Input data
====================

#![forbid(unsafe_code)]

use std::collections::{BTreeMap, BTreeSet};

use riskguard_contracts::policy::{Policy, PolicyRules, SCORE_MAX, SCORE_MIN};
use riskguard_contracts::report::ScoreReport;
use riskguard_contracts::signal::{Signal, SignalState};

/// Weights, ceilings and the override threshold the scorer works from.
#[derive(Debug, Clone, PartialEq)]
pub struct ScoringProfile {
    pub threshold: f64,
    pub category_weights: BTreeMap<String, f64>,
    pub default_category_weight: f64,
    pub category_caps: BTreeMap<String, f64>,
    pub default_category_cap: f64,
    pub conclusive_categories: BTreeSet<String>,
}

impl ScoringProfile {
    pub fn from_rules(rules: &PolicyRules) -> Self {
        Self {
            threshold: rules.threshold,
            category_weights: rules.category_weights.clone(),
            default_category_weight: rules.default_category_weight,
            category_caps: rules.category_caps.clone(),
            default_category_cap: rules.default_category_cap,
            conclusive_categories: rules.conclusive_categories.clone(),
        }
    }

    pub fn weight(&self, category: &str) -> f64 {
        self.category_weights
            .get(category)
            .copied()
            .unwrap_or(self.default_category_weight)
    }

    pub fn cap(&self, category: &str) -> f64 {
        self.category_caps
            .get(category)
            .copied()
            .unwrap_or(self.default_category_cap)
    }

    pub fn contribution(&self, signal: &Signal) -> f64 {
        self.weight(&signal.category) * signal.effective_score()
    }

    pub fn triggers_override(&self, signal: &Signal) -> bool {
        signal.state.is_conclusive_positive() && self.conclusive_categories.contains(&signal.category)
    }
}

pub fn score(signals: &[Signal], policy: &Policy) -> ScoreReport {
    score_with_profile(signals, &ScoringProfile::from_rules(&policy.rules))
}

/// Pure aggregation: weighted per-category sums, per-category ceilings,
/// clamp to `[0, 100]`, then the conclusive-category floor.
pub fn score_with_profile(signals: &[Signal], profile: &ScoringProfile) -> ScoreReport {
    let mut raw: BTreeMap<String, f64> = BTreeMap::new();
    let mut hard_override = false;
    let mut asserted = 0usize;
    let mut no_evidence = 0usize;

    for signal in signals {
        match signal.state {
            SignalState::Unavailable | SignalState::ServerRequired => no_evidence += 1,
            state if state.is_asserted() => asserted += 1,
            _ => {}
        }
        if profile.triggers_override(signal) {
            hard_override = true;
        }
        let contribution = profile.contribution(signal);
        if contribution > 0.0 {
            *raw.entry(signal.category.clone()).or_insert(0.0) += contribution;
        }
    }

    let category_totals: BTreeMap<String, f64> = raw
        .into_iter()
        .map(|(category, sum)| {
            let capped = sum.min(profile.cap(&category)).clamp(SCORE_MIN, SCORE_MAX);
            (category, capped)
        })
        .collect();

    let mut total = category_totals
        .values()
        .sum::<f64>()
        .clamp(SCORE_MIN, SCORE_MAX);
    if hard_override && total < profile.threshold {
        total = profile.threshold;
    }
    let is_high_risk = total >= profile.threshold;

    let summary = format!(
        "signals={} asserted={} no_evidence={} categories={} total={:.2}{}",
        signals.len(),
        asserted,
        no_evidence,
        category_totals.len(),
        total,
        if hard_override { " hard_override" } else { "" }
    );

    ScoreReport {
        total,
        is_high_risk,
        signals: signals.to_vec(),
        summary,
        category_totals,
        hard_override_applied: hard_override,
    }
}

/// Qualified ids of signals that moved the score.
pub fn contributing_signal_ids(signals: &[Signal], profile: &ScoringProfile) -> Vec<String> {
    signals
        .iter()
        .filter(|s| profile.contribution(s) > 0.0 || profile.triggers_override(s))
        .map(Signal::qualified_id)
        .collect()
}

====================

Your goal
When a line in the data contains "String", return it as written.

Result
    pub category_weights: BTreeMap<String, f64>,
    pub category_caps: BTreeMap<String, f64>,
    pub conclusive_categories: BTreeSet<String>,
    let mut raw: BTreeMap<String, f64> = BTreeMap::new();
    let category_totals: BTreeMap<String, f64> = raw
pub fn contributing_signal_ids(signals: &[Signal], profile: &ScoringProfile) -> Vec<String> {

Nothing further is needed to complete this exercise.